WASHINGTON – Maricopa County officials said they are “ready and prepared” for the start of in-person voting Wednesday, despite a recent national report that identified it as one of seven Arizona counties at high risk of a poll worker shortage.
The Voter Protection Corps survey predicted the already-difficult issue of attracting poll workers would “be more challenging than normal” this year in the face of COVID-19, as poll workers tend to be older and more vulnerable to the virus.
“The same people who are most at risk for this virus are the ones who would typically be working the polls,” said Bob LaRoca, the executive director of Voter Protection Corps.
His group, working with Carnegie Mellon University, created a tool that identified counties in eight states that were expected to need more help recruiting poll workers this fall. In Arizona, Maricopa, Mohave, Navajo, Pima, Pinal, Yavapai and Yuma counties were identified as high risk.
But a Maricopa County Elections Department official said her agency has been flooded with applications for a smaller number of poll worker jobs this year, as a shift to voting centers has cut down on the number of personnel needed.
“We have some of the most dedicated poll workers who come back year after year,” said Megan Gilbertson, the spokesperson.
And those workers are competing for fewer jobs this year. Because of a shift from precinct-based voting to larger voting centers, the county will only bring on about half of the 3,600 poll workers it hired in previous years, Gilbertson said.
Despite hiring fewer poll workers overall, Gilbertson says there will be more of them working at each voting center in the coming weeks. This is because the voting centers for this election are physically larger than those used previously, so fewer of them are needed.

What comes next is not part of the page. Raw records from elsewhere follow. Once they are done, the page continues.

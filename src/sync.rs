//! Mirroring of file opens into the linked partner pane.
//!
//! The only hazard is re-entrancy: opening the file in the partner may make
//! the host raise another file-open event before `open_file` returns. The
//! `syncing` flag is held by a [`SyncGuard`] for the duration of the open and
//! reset on drop, so failures and unwinds clear it too.

use crate::pane::{PaneId, Workspace};
use std::cell::Cell;

/// Result of one mirroring attempt.
#[derive(Debug, Clone, Copy, PartialEq, Eq)]
pub enum MirrorOutcome {
    /// Another mirror is in flight; the event was ignored.
    Reentrant,
    /// The partner is no longer open; treated as no partner.
    PartnerGone(PaneId),
    /// The host accepted the open request.
    Mirrored(PaneId),
    /// The host rejected the open request.
    Failed(PaneId),
}

/// Scoped hold on the re-entrancy flag.
pub struct SyncGuard<'a> {
    flag: &'a Cell<bool>,
}

impl<'a> SyncGuard<'a> {
    /// Set the flag, or return `None` if it is already set.
    pub fn acquire(flag: &'a Cell<bool>) -> Option<Self> {
        if flag.replace(true) {
            return None;
        }
        Some(Self { flag })
    }
}

impl Drop for SyncGuard<'_> {
    fn drop(&mut self) {
        self.flag.set(false);
    }
}

/// Re-entrancy state for mirrored opens.
#[derive(Debug, Default)]
pub struct SyncEngine {
    syncing: Cell<bool>,
}

impl SyncEngine {
    pub fn new() -> Self {
        Self::default()
    }

    /// True while a mirrored open is in progress.
    pub fn is_syncing(&self) -> bool {
        self.syncing.get()
    }

    /// Open `path` in `partner`, one hop only.
    pub fn mirror<W: Workspace + ?Sized>(
        &self,
        host: &W,
        partner: PaneId,
        path: &str,
    ) -> MirrorOutcome {
        let Some(_guard) = SyncGuard::acquire(&self.syncing) else {
            crate::debug_trace!("SYNC", "Ignoring nested open of '{}'", path);
            return MirrorOutcome::Reentrant;
        };

        if !host.contains_pane(partner) {
            crate::debug_log!("SYNC", "Partner {} is gone, skipping '{}'", partner, path);
            return MirrorOutcome::PartnerGone(partner);
        }

        match host.open_file(partner, path) {
            Ok(()) => {
                crate::debug_log!("SYNC", "Mirrored '{}' into {}", path, partner);
                MirrorOutcome::Mirrored(partner)
            }
            Err(e) => {
                log::warn!("Failed to mirror '{}' into {}: {}", path, partner, e);
                MirrorOutcome::Failed(partner)
            }
        }
    }
}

While a polling place in previous elections might have been staffed by six employees, Gilbertson said the “large, physically distanced locations that most voters will cast a ballot at will have 10 to 12 poll workers at each location.” That is expected to keep wait times “about what they would be in other general elections.”
Part of the shift was forced on the county: Gilbertson said some places that normally host a polling place, such as senior centers, declined to participate this year because of coronavirus concerns. Instead, Gilbertson said larger locations like the Phoenix Convention Center and the Arizona State Fairgrounds will be used.
“We can decrease the number of voting centers but increase the number of check-in stations,” she said. “It’ll be more like five polling centers in one.”
Of the 175 voting centers in Maricopa County, seven will open Wednesday, along with one drive-through dropbox location for mail-in ballots. The rest of the locations will open in phases as the election approaches, said Gilbertson, adding that, “Being a poll worker is not a one-day job anymore.”
The larger voting centers will also make it easier for officials to observe Centers for Disease Control and Prevention guidelines for in-person voting, which include creating as much distance between check-in stations and polling booths as possible, providing PPE for staff, sanitizing stations as well as minimizing the shared use of pens.
The governor and secretary of state announced this summer that they would be directing $9 million in federal coronavirus relief funds for voting safety, including the purchase of hand sanitizer, disinfectant, 179,000 facemasks, 175,000 pairs of gloves and 10,000 face shields for poll workers and voters.
Despite Gilbertson’s optimistic outlook, the chairman of the U.S. Election Assistance Commission said that the impact of COVID-19 has already been felt by election officials this year, aggravating what was already a problem around the country. The average poll worker is at least 61 years old, according to commission data.
“We heard in 2018 about 70% of jurisdictions told us they had some challenges recruiting poll workers,” said Ben Hovland, the EAC chairman. “Then obviously with COVID-19 this year, we saw issues in the primary with poll workers dropping out.”
Hovland also said a large concern is registered poll workers not showing up to their shifts.
“One of the things that we consistently hear from election officials that is sort of the worst-case scenario is people no-showing on Election Day or canceling at the last minute,” Hovland said.
But in Arizona, 89% of voters cast votes by mail for August’s primary and Gilbertson said she expects that trend to continue for the general election in November.
Gilbertson also said that poll workers will “highly encourage” voters to wear masks in the voting centers, but will not require them.
“We cannot stand in the way of anyone’s right to vote,” she said.